Un café con Jesús. Flash sobre el Evangelio del IV Domingo de Pascua
Aunque el fragmento del Evangelio de Juan que hoy se ha leído en la Misa es breve (Jn 10, 27-30), forma parte una larga disputa sobre su identidad, que Jesús mantuvo con los judíos durante la fiesta de la Dedicación. Sus oponentes de nuevo intentaron zanjar las diferencias de opinión apedreándolo como blasfemo, porque les había dicho: «El Padre y yo somos una sola cosa». Pocos años después, Pablo y Bernabé fueron acosados por los judíos de Antioquía de Pisidia, al ver el éxito de su predicación y les obligaron a marcharse, según narran los Hechos de los Apóstoles. Hoy se ha leído en la primera lectura (Hch 13, 14. 43-52). Con estas cartas en la mano, he arrancado la tertulia:
– Ya ves que la historia se repite. A ti quisieron apedrearte en Jerusalén, y en Antioquía de Pisidia movilizaron a las fuerzas vivas para que expulsaran a los que les anunciaban la Palabra de Dios, que tú eres… -he dicho entre dientes mientras llevábamos los cafés a una mesa-.

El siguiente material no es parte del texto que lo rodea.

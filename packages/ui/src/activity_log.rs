//! Transient user-facing notifications.
//!
//! Services report outcomes here; frontends render them as toasts (via
//! [`ActivityLog::subscribe`]) or as a scrollable log (via
//! [`ActivityLog::entries`]). Every entry is mirrored to `tracing`.

use std::sync::{Arc, Mutex};

use tokio::sync::broadcast;
use tracing::{error, info, warn};

#[derive(Clone, Copy, Debug, PartialEq, Eq)]
pub enum LogLevel {
    Info,
    Success,
    Warning,
    Error,
}

#[derive(Clone, Debug, PartialEq)]
pub struct LogEntry {
    pub timestamp: String,
    pub level: LogLevel,
    pub message: String,
}

/// Shared handle to the notification list.
#[derive(Clone, Debug)]
pub struct ActivityLog {
    entries: Arc<Mutex<Vec<LogEntry>>>,
    toasts: broadcast::Sender<LogEntry>,
}

impl Default for ActivityLog {
    fn default() -> Self {
        let (toasts, _) = broadcast::channel(32);
        Self {
            entries: Arc::new(Mutex::new(Vec::new())),
            toasts,
        }
    }
}

impl ActivityLog {
    pub fn new() -> Self {
        Self::default()
    }

    pub fn push(&self, level: LogLevel, message: &str) {
        match level {
            LogLevel::Error => error!(target: "daybook::activity", "{}", message),
            LogLevel::Warning => warn!(target: "daybook::activity", "{}", message),
            LogLevel::Info | LogLevel::Success => info!(target: "daybook::activity", "{}", message),
        }

        let entry = LogEntry {
            timestamp: current_time(),
            level,
            message: message.to_string(),
        };
        self.entries
            .lock()
            .unwrap_or_else(|e| e.into_inner())
            .push(entry.clone());
        let _ = self.toasts.send(entry);
    }

    pub fn entries(&self) -> Vec<LogEntry> {
        self.entries
            .lock()
            .unwrap_or_else(|e| e.into_inner())
            .clone()
    }

    pub fn last(&self) -> Option<LogEntry> {
        self.entries
            .lock()
            .unwrap_or_else(|e| e.into_inner())
            .last()
            .cloned()
    }

    /// Remove and return all entries.
    pub fn drain(&self) -> Vec<LogEntry> {
        std::mem::take(&mut *self.entries.lock().unwrap_or_else(|e| e.into_inner()))
    }

    /// Entries pushed from now on, for toast renderers.
    pub fn subscribe(&self) -> broadcast::Receiver<LogEntry> {
        self.toasts.subscribe()
    }
}

fn current_time() -> String {
    chrono::Local::now().format("%H:%M:%S").to_string()
}

#[cfg(test)]
mod tests {
    use super::*;

    #[tokio::test]
    async fn test_entries_and_toasts() {
        let log = ActivityLog::new();
        let mut toasts = log.subscribe();

        log.push(LogLevel::Success, "Saved");
        log.push(LogLevel::Error, "Failed");

        assert_eq!(log.entries().len(), 2);
        assert_eq!(log.last().unwrap().level, LogLevel::Error);
        assert_eq!(toasts.recv().await.unwrap().message, "Saved");
        assert_eq!(log.entries()[0].timestamp.len(), "00:00:00".len());

        assert_eq!(log.drain().len(), 2);
        assert!(log.entries().is_empty());
    }
}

– ¿De qué te sorprendes? Ya dije «No está el discípulo por encima de su maestro. Si al dueño de la casa le han llamado Beelzebul, ¡cuánto más a sus domésticos!» -me ha respondido con calma y tristeza-. ¿Es que no te haces a la idea de lo arriesgado que es seguir mis pasos?
– Sí; lo es. El catálogo de mártires cristianos es abultado -he añadido después de dejar la taza sobre la mesa-, y nunca estamos preparados para afrontar, no ya el martirio, sino una simple contradicción por ser justos, por ser buena gente o por ser cristianos…
– Es natural -me ha respondido con un suspiro-. A mí también se me hizo cuesta arriba. ¿No recuerdas mi oración en Getsemaní la noche en la que Judas me entregó? Menos mal que en esos momentos cruciales contamos con la oración y la cercanía del Padre que conforta mucho.
– Y con tu presencia y tus palabras -he añadido-. Precisamente hoy, en el evangelio se han leído algunas de esas palabras tuyas que resultan estimulantes.
– ¿A cuáles te refieres? -ha dicho mientras me ha parecido adivinar en su mirada una pizca de curiosidad-.
– Pues a la frase con la que hoy se iniciaba el evangelio: «Mis ovejas escuchan mi voz, y yo las conozco y ellas me siguen, y yo les doy vida eterna» -he recitado de memoria-. Son tan hermosas que siempre las recuerdo…
Jesús se ha quedado en silencio, visiblemente emocionado, ha apurado su café y me ha dicho mirándome a los ojos:
– Sólo por eso que acabas de decir me hubiera merecido la pena venir a éste, que vosotros llamáis, “valle de lágrimas”. ¿Recuerdas lo que dije a un fariseo importante y, a pesar de todo, buena persona?
– ¿Te refieres a Nicodemo, el que fue a hablar contigo por la noche para que no se enterasen sus colegas?
– Sí; y el que criticó en el Sanedrín la actitud de la mayoría conmigo, y el que aportó una mezcla de cien libras (unos treinta kilos de vuestras pesas y medidas) de mirra y áloe, que costaban un “pastón”, para mi sepultura… En aquella conversación nocturna le dije: «Tanto amó Dios al mundo que dio a su Hijo único, para que todo el que crea en él no perezca, sino que tenga vida eterna». Esto es lo que el Padre y yo queremos: ¡que nadie perezca! y para conseguirlo hacen falta evangelizadores. Por cierto, hoy es la Jornada de Oración por las Vocaciones. ¿Ya ruegas al dueño de la mies que envíe obreros a su mies? -ha dicho poniéndose en pie para salir-.